WHAT YOU HAVE TO DO ▸
Copy out, from the entries below, each line that holds the string "mesh".

Records from a data source ▸
====
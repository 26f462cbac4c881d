//! Forward Euler in pseudo-time.

use tracing::warn;

use crate::grid::Grid;
use crate::stepping::{boundary_values, Scheme, TimeStepper};
use zcb_core::{Price, Real, Result, Size};
use zcb_models::{DiscountBondPricer, ShortRateModel, Vasicek};

/// Explicit scheme: `Q^{n+1}_i = Q^n_i + dτ · (L Q^n)_i`.
///
/// No linear solve. Stable only while the diffusion number
/// `½σ² dτ / dr²` stays below ½ and the central advection stencil keeps
/// non-negative weights; see [`ExplicitScheme::is_stable`]. A violation is
/// logged, not refused: the run proceeds, and a row that grows past
/// [`DIVERGENCE_BOUND`](crate::stepping::DIVERGENCE_BOUND) or turns
/// non-finite is rejected by [`march`](crate::stepping::march). A run that
/// stays bounded outside the region is returned with its verdict available
/// from [`Scheme::is_stable_on`].
pub struct ExplicitScheme<'a, P: ?Sized> {
    grid: &'a Grid,
    model: Vasicek,
    pricer: &'a P,
}

impl<'a, P> ExplicitScheme<'a, P>
where
    P: DiscountBondPricer + ?Sized,
{
    /// Create the scheme; warns when the grid violates the stability bound.
    pub fn new(grid: &'a Grid, model: Vasicek, pricer: &'a P) -> Self {
        let scheme = Self {
            grid,
            model,
            pricer,
        };
        if !scheme.is_stable() {
            warn!(
                stability_ratio = scheme.stability_ratio(),
                dtau = grid.dtau(),
                dr = grid.dr(),
                "explicit scheme outside its stability region"
            );
        }
        scheme
    }

    /// Diffusion number `½σ² dτ / dr²`.
    pub fn stability_ratio(&self) -> Real {
        stability_ratio(self.grid, &self.model)
    }

    /// Whether every interior update is a non-negative combination of the
    /// previous row: diffusion number ≤ ½ and `κ|γ − r_i| dr ≤ σ²`.
    pub fn is_stable(&self) -> bool {
        is_stable(self.grid, &self.model)
    }
}

pub(crate) fn stability_ratio(grid: &Grid, model: &Vasicek) -> Real {
    let sigma = model.sigma;
    let dr = grid.dr();
    0.5 * sigma * sigma * grid.dtau() / (dr * dr)
}

pub(crate) fn is_stable(grid: &Grid, model: &Vasicek) -> bool {
    let sigma2 = model.sigma * model.sigma;
    let dr = grid.dr();
    let dtau = grid.dtau();
    let rates = grid.rates();
    stability_ratio(grid, model) <= 0.5
        && rates[1..rates.len() - 1].iter().all(|&r| {
            model.drift(r).abs() * dr <= sigma2 && 1.0 - dtau * (sigma2 / (dr * dr) + r) >= 0.0
        })
}

impl<P> TimeStepper for ExplicitScheme<'_, P>
where
    P: DiscountBondPricer + ?Sized,
{
    fn name(&self) -> &'static str {
        Scheme::Explicit.name()
    }

    fn grid(&self) -> &Grid {
        self.grid
    }

    fn step(&self, n: Size, previous: &[Price]) -> Result<Vec<Price>> {
        let rates = self.grid.rates();
        let m = rates.len() - 1;
        let dr = self.grid.dr();
        let dtau = self.grid.dtau();

        let mut next = vec![0.0; m + 1];
        for i in 1..m {
            let r = rates[i];
            let sigma = self.model.diffusion(r);
            let dq = (previous[i + 1] - previous[i - 1]) / (2.0 * dr);
            let d2q = (previous[i + 1] - 2.0 * previous[i] + previous[i - 1]) / (dr * dr);
            let l = self.model.drift(r) * dq + 0.5 * sigma * sigma * d2q - r * previous[i];
            next[i] = previous[i] + dtau * l;
        }

        let (left, right) = boundary_values(self.pricer, self.grid, n + 1);
        next[0] = left;
        next[m] = right;
        Ok(next)
    }
}

#[cfg(test)]
mod tests {
    use super::*;
    use crate::stepping::march;
    use zcb_core::{errors::Error, DiscretizationParameters, ModelParameters, RunConfig};
    use zcb_models::AnalyticalSolver;

    fn setup(time_steps: Size, space_steps: Size) -> (Grid, Vasicek, AnalyticalSolver) {
        let config = RunConfig {
            discretization: DiscretizationParameters::new(time_steps, space_steps, 0.0, 0.15),
            ..RunConfig::default()
        };
        let grid = Grid::new(&config).unwrap();
        let pricer = AnalyticalSolver::from_parameters(&config.model).unwrap();
        (grid, *pricer.model(), pricer)
    }

    #[test]
    fn default_grid_is_stable() {
        let (grid, model, pricer) = setup(100, 50);
        let scheme = ExplicitScheme::new(&grid, model, &pricer);
        assert!(scheme.is_stable());
        assert!((scheme.stability_ratio() - 0.5 * 1e-4 * 0.01 / 9e-6).abs() < 1e-12);
    }

    #[test]
    fn fine_space_grid_is_unstable_and_diverges() {
        let (grid, model, pricer) = setup(100, 10_000);
        let scheme = ExplicitScheme::new(&grid, model, &pricer);
        assert!(!scheme.is_stable());
        match march(&scheme) {
            Err(Error::NumericalInstability { scheme, step, .. }) => {
                assert_eq!(scheme, "explicit");
                assert!(step > 1 && step <= 100, "step {step}");
            }
            other => panic!("expected instability, got {other:?}"),
        }
    }

    #[test]
    fn bounded_run_outside_the_region_is_flagged() {
        // σ = 0.001 breaks the advection condition κ|γ − r| dr ≤ σ² yet the
        // run stays bounded and close to the closed form.
        let config = RunConfig {
            model: ModelParameters::new(0.1, 0.05, 0.001, 1.0),
            ..RunConfig::default()
        };
        let grid = Grid::new(&config).unwrap();
        let pricer = AnalyticalSolver::from_parameters(&config.model).unwrap();
        let scheme = ExplicitScheme::new(&grid, *pricer.model(), &pricer);
        assert!(!scheme.is_stable());
        assert!(scheme.stability_ratio() < 0.5);
        assert!(!Scheme::Explicit.is_stable_on(&grid, pricer.model()));
        assert!(march(&scheme).is_ok());
    }

    #[test]
    fn one_step_matches_hand_computation() {
        let (grid, model, pricer) = setup(10, 4);
        let scheme = ExplicitScheme::new(&grid, model, &pricer);
        let next = scheme.step(0, &[1.0; 5]).unwrap();
        // Constant row: only the discount term acts.
        for i in 1..4 {
            let expected = 1.0 - grid.dtau() * grid.rates()[i];
            assert!((next[i] - expected).abs() < 1e-15);
        }
        let t = grid.calendar_time_at_step(1);
        assert_eq!(next[0], pricer.price(t, 0.0));
        assert_eq!(next[4], pricer.price(t, 0.15));
    }

    #[test]
    fn single_interval_writes_only_boundaries() {
        let (grid, model, pricer) = setup(10, 1);
        let field = march(&ExplicitScheme::new(&grid, model, &pricer)).unwrap();
        assert_eq!(field.shape(), (11, 2));
        assert_eq!(field[(0, 0)], pricer.price(0.0, 0.0));
        assert_eq!(field[(0, 1)], pricer.price(0.0, 0.15));
    }
}
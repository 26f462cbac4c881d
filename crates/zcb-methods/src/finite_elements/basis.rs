//! Piecewise-linear hat functions.

use zcb_core::{Real, Size};

/// The hat function attached to node `index` of a one-dimensional mesh.
///
/// Equal to one at its node, zero at every other node, linear in between.
/// The end nodes have one-sided support.
#[derive(Debug, Clone, Copy)]
pub struct HatFunction<'a> {
    index: Size,
    nodes: &'a [Real],
}

impl<'a> HatFunction<'a> {
    /// The hat function of node `index`.
    ///
    /// # Panics
    /// If `index` is not a node of `nodes`.
    pub fn new(index: Size, nodes: &'a [Real]) -> Self {
        assert!(index < nodes.len(), "node {index} outside a mesh of {}", nodes.len());
        Self { index, nodes }
    }

    /// Node index.
    pub fn index(&self) -> Size {
        self.index
    }

    /// Node coordinate.
    pub fn node(&self) -> Real {
        self.nodes[self.index]
    }

    fn left(&self) -> Option<Real> {
        self.index.checked_sub(1).map(|i| self.nodes[i])
    }

    fn right(&self) -> Option<Real> {
        self.nodes.get(self.index + 1).copied()
    }

    /// `[start, end]` outside of which the function vanishes.
    pub fn support(&self) -> (Real, Real) {
        let x = self.node();
        (self.left().unwrap_or(x), self.right().unwrap_or(x))
    }

    /// Value at `x`.
    pub fn value(&self, x: Real) -> Real {
        let xi = self.node();
        match (self.left(), self.right()) {
            (Some(a), _) if x >= a && x <= xi => (x - a) / (xi - a),
            (_, Some(b)) if x >= xi && x <= b => (b - x) / (b - xi),
            (None, None) if x == xi => 1.0,
            _ => 0.0,
        }
    }

    /// Derivative at `x`: `1/h` on the rising side, `−1/h` on the falling
    /// side, zero outside the support.
    ///
    /// At the node itself the falling-side slope is returned when there is
    /// one.
    pub fn derivative(&self, x: Real) -> Real {
        let xi = self.node();
        if let Some(b) = self.right() {
            if x >= xi && x <= b {
                return -1.0 / (b - xi);
            }
        }
        if let Some(a) = self.left() {
            if x >= a && x <= xi {
                return 1.0 / (xi - a);
            }
        }
        0.0
    }
}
====
EXERCISE OUTPUT ▸
/// The hat function attached to node `index` of a one-dimensional mesh.
        assert!(index < nodes.len(), "node {index} outside a mesh of {}", nodes.len());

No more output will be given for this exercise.